2.  Relatives of the dreamer (Coding symbol: R). These are characters other than immediate family members who are related to the dreamer by blood, marriage, or adoption. The following list is illustrative and not exhaustive:

Grandmother Nephew Stepmother
Grandfather Niece Foster father
Aunt Cousin Ex-husband
Uncle Brother-in-law Half-brother

3.  Known characters (Coding symbol: K). If it seems clear that the dreamer is currently, or was formerly, personally acquainted with a character or the probability seems very high that the dreamer could, if requested to do so, identify by name a character in his dream, the character is coded as Known. If a large majority of a group consist of familiar characters, code the group as Known:
"My ROOMMATE cut her hand."
"The BOY who lives next door came over."
"Our POSTMAN handed me a letter."
"My BOSS gave me a lot of work to do."
"My CLASSMATES were all wearing class rings."
"My FRIEND'S BOYFRIEND bought a new car."
"Some BUDDIES of my FRATERNITY BROTHER drove by the house."

4.  Prominent persons (Coding symbol: P). Score as Prominent any character who is well known by her or his general reputation but who is not known personally by the dreamer. Fictional, dramatic, imaginary, and supernatural figures are also coded under this heading as they are usually familiar because of their reputation. (See #7 in the additional coding rules for more about the coding of fictional, dramatic, imaginary, and supernatural characters.)
"I saw WINSTON CHURCHILL sitting at the end of the table."
"It was like I was seeing a cartoon strip with ORPHAN ANNIE in it."
"HAMLET walked out on the stage holding his sword in front of him."
"Then GOD appeared and said everything would be all right."

5.  Occupational identification (Coding symbol: O). Any character whose occupation is designated but who is not otherwise identified by the dreamer as being more familiar is coded as Occupational. Occupation includes not only vocations and professions and other forms of gainful employment, but also avocations such as stamp collector, golfer, and hunter, as well as illegal or non-sanctioned pursuits such as gangster and prostitute. A student at any educational level who is not otherwise identified as being more familiar is coded O.
"The WAITRESS asked me what I wanted to eat."
"The ARMY OFFICER pointed his gun at the SOLDIER."
"The JUDGE said I was guilty and sentenced me to death."
"The CHOIR sang a hymn."
"The man turned out to be a COUNTERFEITER."

6.  Ethnic, nationality, and regional identifications (Coding symbol: E). These are characters whose race, nationality, or regional identification is designated but who are not otherwise identified as being more familiar by the dreamer.
"I was being tortured by INDIANS."
"I dreamed I was living with a GERMAN FAMILY."
"This man who was a SOUTHERNER said he knew all about growing cotton."

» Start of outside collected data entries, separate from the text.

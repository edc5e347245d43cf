//! 服务器状态

use std::path::PathBuf;
use std::sync::{Arc, Mutex};

use dashmap::DashMap;
use shared::Clock;
use shared::message::{BusMessage, SyncPayload};
use sqlx::SqlitePool;
use tokio::sync::mpsc;

use crate::audit::service::AuditLogRequest;
use crate::audit::{AuditService, AuditStorage};
use crate::auth::JwtService;
use crate::core::Config;
use crate::db::DbService;
use crate::message::MessageBus;

/// 资源版本管理器
///
/// 使用 DashMap 实现无锁并发的版本号管理。
/// 每种资源类型维护独立的版本号，支持原子递增。
/// broadcast_sync 用它生成递增版本号，客户端据此丢弃乱序到达的旧数据。
#[derive(Debug)]
pub struct ResourceVersions {
    versions: DashMap<String, u64>,
}

impl ResourceVersions {
    pub fn new() -> Self {
        Self {
            versions: DashMap::new(),
        }
    }

    /// 递增指定资源的版本号并返回新值
    pub fn increment(&self, resource: &str) -> u64 {
        let mut entry = self.versions.entry(resource.to_string()).or_insert(0);
        *entry += 1;
        *entry
    }

    /// 获取指定资源的当前版本号（不存在返回 0）
    pub fn get(&self, resource: &str) -> u64 {
        self.versions.get(resource).map(|v| *v).unwrap_or(0)
    }
}

impl Default for ResourceVersions {
    fn default() -> Self {
        Self::new()
    }
}

/// 服务器状态 - 持有所有服务的单例引用
///
/// 使用 Arc 实现浅拷贝，所有权成本极低。
///
/// # 服务组件
///
/// | 字段 | 类型 | 说明 |
/// |------|------|------|
/// | config | Config | 配置项 (不可变) |
/// | pool | SqlitePool | SQLite 连接池 |
/// | clock | Clock | 可注入时钟 |
/// | jwt_service | Arc<JwtService> | JWT 认证服务 |
/// | audit | Arc<AuditService> | 审计日志服务 |
/// | bus | MessageBus | 实时广播总线 |
/// | resource_versions | Arc<ResourceVersions> | 资源版本管理 |
#[derive(Clone, Debug)]
pub struct ServerState {
    pub config: Config,
    pub pool: SqlitePool,
    pub clock: Clock,
    pub jwt_service: Arc<JwtService>,
    pub audit: Arc<AuditService>,
    pub bus: MessageBus,
    pub resource_versions: Arc<ResourceVersions>,
    /// 审计 worker 的接收端，start_background_tasks 取走一次
    audit_rx: Arc<Mutex<Option<mpsc::Receiver<AuditLogRequest>>>>,
}

impl ServerState {
    /// 初始化服务器状态
    ///
    /// 按顺序初始化：工作目录 → 数据库 (migrations) → JWT / 审计 / 总线。
    ///
    /// # Panics
    ///
    /// 数据库初始化失败时 panic
    pub async fn initialize(config: &Config) -> Self {
        let work_dir = PathBuf::from(&config.work_dir);
        if !work_dir.exists() {
            std::fs::create_dir_all(&work_dir).expect("Failed to create work directory");
        }

        let db_path = work_dir.join("tempo.db");
        let db_service = DbService::new(&db_path.to_string_lossy())
            .await
            .expect("Failed to initialize database");

        Self::with_pool(config.clone(), db_service.pool, Clock::system())
    }

    /// 从现成的连接池构造状态（集成测试用 in-memory 池 + 固定时钟）
    pub fn with_pool(config: Config, pool: SqlitePool, clock: Clock) -> Self {
        let jwt_service = Arc::new(JwtService::with_config(config.jwt.clone()));
        let storage = AuditStorage::new(pool.clone());
        let (audit, audit_rx) =
            AuditService::new(storage, clock.clone(), config.audit_buffer_size);
        let bus = MessageBus::new();

        Self {
            config,
            pool,
            clock,
            jwt_service,
            audit,
            bus,
            resource_versions: Arc::new(ResourceVersions::new()),
            audit_rx: Arc::new(Mutex::new(Some(audit_rx))),
        }
    }

    /// 取走审计 worker 的接收端（只能调用一次）
    pub fn take_audit_rx(&self) -> Option<mpsc::Receiver<AuditLogRequest>> {
        self.audit_rx.lock().expect("audit_rx mutex poisoned").take()
    }

    /// 获取工作目录
    pub fn work_dir(&self) -> PathBuf {
        PathBuf::from(&self.config.work_dir)
    }

    /// 获取 JWT 服务
    pub fn get_jwt_service(&self) -> Arc<JwtService> {
        self.jwt_service.clone()
    }

    /// 广播同步消息
    ///
    /// 向所有已连接客户端广播资源变更通知，版本号自动递增。
    /// fire-and-forget：没有订阅者或通道满都不会影响调用方。
    ///
    /// # 参数
    /// - `resource`: 资源类型 (如 "work_task", "report", "extension")
    /// - `action`: 变更类型 ("created", "updated", "deleted", "status_changed")
    /// - `id`: 资源 ID
    /// - `data`: 资源数据 (deleted 时为 None)
    pub async fn broadcast_sync<T: serde::Serialize>(
        &self,
        resource: &str,
        action: &str,
        id: &str,
        data: Option<&T>,
    ) {
        let version = self.resource_versions.increment(resource);
        let payload = SyncPayload {
            resource: resource.to_string(),
            version,
            action: action.to_string(),
            id: id.to_string(),
            data: data.and_then(|d| serde_json::to_value(d).ok()),
        };
        self.bus.publish(BusMessage::sync(&payload));
    }
}
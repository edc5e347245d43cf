//! Task Lock Propagator
//!
//! Once a daily report for (assignee, date) reaches SUBMITTED or beyond,
//! the day's tasks and sub-tasks are frozen: every mutating operation is
//! rejected, reads are unaffected. The historical record of what was signed
//! off must not drift afterwards.

use sqlx::SqlitePool;

use crate::db::repository::report;
use crate::utils::AppError;

/// Whether tasks for (assignee, date) are frozen by a daily report.
pub async fn is_locked(
    pool: &SqlitePool,
    assignee_id: i64,
    work_date: &str,
) -> Result<bool, AppError> {
    Ok(report::daily_lock_exists(pool, assignee_id, work_date).await?)
}

/// Guard consulted before every task/sub-task create/update/delete.
pub async fn ensure_unlocked(
    pool: &SqlitePool,
    assignee_id: i64,
    work_date: &str,
) -> Result<(), AppError> {
    if is_locked(pool, assignee_id, work_date).await? {
        return Err(AppError::resource_locked(
            "report already submitted for this day",
        ));
    }
    Ok(())
}
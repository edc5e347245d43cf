//! Tempo 共享类型库
//!
//! 服务端与客户端共用的领域模型、消息类型和时间工具：
//!
//! - [`models`] - 领域模型 (账户、会话、考勤、延时、报告、任务、部门)
//! - [`message`] - 消息总线类型 (BusMessage, SyncPayload)
//! - [`util`] - 时间戳、雪花 ID、可注入时钟

pub mod message;
pub mod models;
pub mod util;

pub use util::{Clock, now_millis, snowflake_id};
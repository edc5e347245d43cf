//! 核心模块 - 服务器配置、状态和错误定义
//!
//! # 模块结构
//!
//! - [`Config`] - 服务器配置
//! - [`ServerState`] - 服务器状态
//! - [`Server`] - HTTP 服务器
//! - [`ServerError`] - 服务器错误
//! - [`tasks`] - 后台任务管理

pub mod config;
pub mod error;
pub mod server;
pub mod state;
pub mod tasks;

pub use config::Config;
pub use error::{Result, ServerError};
pub use server::Server;
pub use state::{ResourceVersions, ServerState};
//! Session Model

use serde::{Deserialize, Serialize};

/// One login session
///
/// At most 3 sessions per account may be simultaneously active and
/// non-expired; registering a new one past the cap deactivates the oldest.
#[derive(Debug, Clone, Serialize, Deserialize)]
#[cfg_attr(feature = "db", derive(sqlx::FromRow))]
pub struct Session {
    pub id: i64,
    pub account_id: i64,
    pub is_active: bool,
    /// Unix millis
    pub created_at: i64,
    /// Unix millis; past this the session no longer counts as active
    pub expires_at: i64,
    pub ip: Option<String>,
    pub user_agent: Option<String>,
}

impl Session {
    /// Active flag plus expiry check against the given "now"
    pub fn is_valid_at(&self, now_millis: i64) -> bool {
        self.is_active && self.expires_at > now_millis
    }
}
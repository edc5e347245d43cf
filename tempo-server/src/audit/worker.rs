//! 审计日志后台 worker
//!
//! 从 mpsc 通道取请求，逐条写入存储。注册为 `TaskKind::Worker`。

use tokio::sync::mpsc;
use tokio_util::sync::CancellationToken;

use super::service::AuditLogRequest;
use super::storage::AuditStorage;

/// 运行审计写入循环，直到通道关闭或收到关机信号。
///
/// 关机时先排空通道中剩余的请求再退出。
pub async fn run(
    storage: AuditStorage,
    mut rx: mpsc::Receiver<AuditLogRequest>,
    shutdown: CancellationToken,
) {
    tracing::info!("Audit log worker started");

    loop {
        tokio::select! {
            req = rx.recv() => {
                match req {
                    Some(req) => write_entry(&storage, req).await,
                    None => {
                        tracing::warn!("Audit log channel closed, worker exiting");
                        return;
                    }
                }
            }
            _ = shutdown.cancelled() => {
                // 排空剩余条目
                while let Ok(req) = rx.try_recv() {
                    write_entry(&storage, req).await;
                }
                tracing::info!("Audit log worker stopped");
                return;
            }
        }
    }
}

async fn write_entry(storage: &AuditStorage, req: AuditLogRequest) {
    if let Err(e) = storage
        .append(
            req.timestamp,
            req.action,
            req.account_id,
            req.ip,
            req.user_agent,
            req.message,
        )
        .await
    {
        tracing::error!("Failed to write audit entry: {:?}", e);
    }
}
//! 时间与 ID 工具

use std::sync::Arc;
use std::sync::atomic::{AtomicI64, Ordering};

use chrono::{DateTime, NaiveDate, TimeZone, Utc};
use chrono_tz::Tz;

/// 获取当前 UTC 时间戳（毫秒）
pub fn now_millis() -> i64 {
    Utc::now().timestamp_millis()
}

/// Generate a Snowflake-style i64 for use as resource ID.
///
/// Layout (53 bits, fits in JavaScript's Number.MAX_SAFE_INTEGER):
///   - 41 bits: milliseconds since 2024-01-01 UTC (~69 years)
///   - 12 bits: random (4096 values per ms, collision-free at intranet scale)
pub fn snowflake_id() -> i64 {
    use rand::Rng;
    // Custom epoch: 2024-01-01 00:00:00 UTC
    const EPOCH_MS: i64 = 1_704_067_200_000;
    let now = now_millis();
    let ts = (now - EPOCH_MS) & 0x1FF_FFFF_FFFF; // 41 bits
    let rand_bits: i64 = rand::thread_rng().gen_range(0..0x1000); // 12 bits
    (ts << 12) | rand_bits
}

/// 可注入时钟
///
/// 锁定、延时和工作时间判断全部依赖"当前时间"。所有引擎通过 [`Clock`]
/// 读取 now，而不是直接调用系统时钟，测试可以用 [`Clock::fixed_at`]
/// 钉住或推进时间（正好卡在锁过期、延时截止等边界上）。
#[derive(Clone)]
pub enum Clock {
    /// 系统时钟（生产环境）
    System,
    /// 固定时钟（测试），毫秒值可推进
    Fixed(Arc<AtomicI64>),
}

impl Clock {
    /// 生产用系统时钟
    pub fn system() -> Self {
        Clock::System
    }

    /// 测试用固定时钟，从给定 Unix 毫秒开始
    pub fn fixed_at(millis: i64) -> Self {
        Clock::Fixed(Arc::new(AtomicI64::new(millis)))
    }

    /// 当前 Unix 毫秒
    pub fn now_millis(&self) -> i64 {
        match self {
            Clock::System => now_millis(),
            Clock::Fixed(ms) => ms.load(Ordering::SeqCst),
        }
    }

    /// 当前 UTC 时间
    pub fn now_utc(&self) -> DateTime<Utc> {
        DateTime::from_timestamp_millis(self.now_millis())
            .unwrap_or_else(|| Utc.timestamp_millis_opt(0).unwrap())
    }

    /// 当前业务时区时间
    pub fn now_in(&self, tz: Tz) -> DateTime<Tz> {
        self.now_utc().with_timezone(&tz)
    }

    /// 业务时区的今天
    pub fn today(&self, tz: Tz) -> NaiveDate {
        self.now_in(tz).date_naive()
    }

    /// 推进固定时钟（对系统时钟无效）
    pub fn advance(&self, duration: chrono::Duration) {
        if let Clock::Fixed(ms) = self {
            ms.fetch_add(duration.num_milliseconds(), Ordering::SeqCst);
        }
    }

    /// 重设固定时钟（对系统时钟无效）
    pub fn set_millis(&self, millis: i64) {
        if let Clock::Fixed(ms) = self {
            ms.store(millis, Ordering::SeqCst);
        }
    }
}

impl std::fmt::Debug for Clock {
    fn fmt(&self, f: &mut std::fmt::Formatter<'_>) -> std::fmt::Result {
        match self {
            Clock::System => write!(f, "Clock::System"),
            Clock::Fixed(ms) => write!(f, "Clock::Fixed({})", ms.load(Ordering::SeqCst)),
        }
    }
}

impl Default for Clock {
    fn default() -> Self {
        Clock::System
    }
}

#[cfg(test)]
mod tests {
    use super::*;

    #[test]
    fn snowflake_ids_are_unique_enough() {
        let a = snowflake_id();
        let b = snowflake_id();
        assert!(a > 0);
        assert!(b > 0);
        // Same millisecond collisions are possible but vanishingly rare
        // across two consecutive calls with 12 random bits.
        assert_ne!(a, b);
    }

    #[test]
    fn fixed_clock_advances() {
        let clock = Clock::fixed_at(1_000_000);
        assert_eq!(clock.now_millis(), 1_000_000);
        clock.advance(chrono::Duration::minutes(30));
        assert_eq!(clock.now_millis(), 1_000_000 + 30 * 60 * 1000);
    }

    #[test]
    fn fixed_clock_today_respects_timezone() {
        // 2026-03-01 23:30 UTC is already 2026-03-02 in Asia/Jakarta (UTC+7)
        let utc = chrono::Utc
            .with_ymd_and_hms(2026, 3, 1, 23, 30, 0)
            .unwrap()
            .timestamp_millis();
        let clock = Clock::fixed_at(utc);
        let tz: chrono_tz::Tz = "Asia/Jakarta".parse().unwrap();
        assert_eq!(
            clock.today(tz),
            chrono::NaiveDate::from_ymd_opt(2026, 3, 2).unwrap()
        );
    }
}
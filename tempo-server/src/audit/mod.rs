//! 审计日志模块
//!
//! 认证相关事件（登录成败、锁定/解锁、强制下线、密码重置、延时决定）
//! 的不可变记录：
//!
//! - [`types`] - AuditAction / AuditEntry / 查询类型
//! - [`storage`] - SQLite 追加写存储 + SHA256 哈希链
//! - [`service`] - mpsc 异步写入服务
//! - [`worker`] - 后台写入循环

pub mod service;
pub mod storage;
pub mod types;
pub mod worker;

pub use service::AuditService;
pub use storage::AuditStorage;
pub use types::{AuditAction, AuditEntry, AuditListResponse, AuditQuery};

7.  Strangers (Coding symbol: S). A character is considered a stranger if the dreamer specifically indicates the character is unknown or unfamiliar or his identity remains hidden because the character is faceless or wearing a mask. If, from the language used in the dream report, the probability seems very high that this is the first time that the dreamer has become acquainted with the character, the character is coded as a Stranger. A crowd, unless otherwise being identified as more familiar, is coded as a group of Strangers:
"There was a little BOY I had never seen before."
"I was being chased by some mean-looking MEN."
"I was lost in the CROWD."

8.  Uncertain identity (Coding symbol: U). The dream report frequently does not contain sufficient information as to whether a character is known or a stranger to the dreamer. When degree of familiarity cannot be established, the character is coded as Uncertain. In addition to coding vague character descriptions as Uncertain, this coding is also used when the character is described as known in the dream but this character cannot be identified later by the dreamer when he or she is reporting his dream:
"I was with a bunch of KIDS my age."
"SOMEONE asked me if I were going to the meeting."
"I showed this GIRL my engagement ring."
"I was mad because THEY wouldn't let me out of the cellar."
"Several BOYS asked me to dance."
"A MAN had called me while I was at the store."
"I wasn't sure that I knew HIM."
"I was with a GIRL FRIEND but I didn't know who she was."
"This FELLOW ... I knew him in the dream but I can't remember him now ... took me for a ride in his car."



There are four age groups. These are arranged below in order of decreasing chronological age.

1.  Adult (Coding symbol: A). All characters are coded as Adults unless they meet the requirements for inclusion in one of the other three age groups.

2.  Teenager (Coding symbol: T). Any character whose age is indicated as being from 13 through 17, or whom from the context of the dream report appears to be an adolescent, should be included in this age group. All high school students, whether of junior or senior level, are coded as Teenagers. All college students are coded as Adults. The use of such terms as kid, youth, boy or girl does not in itself identify a character as a teenager since these terms are also used in referring to other age groups. The decision as to how to classify characters referred to by these terms has to depend upon the context in which they are used. Friends and acquaintances of teenage dreamers are presumed to be teenagers unless otherwise stated.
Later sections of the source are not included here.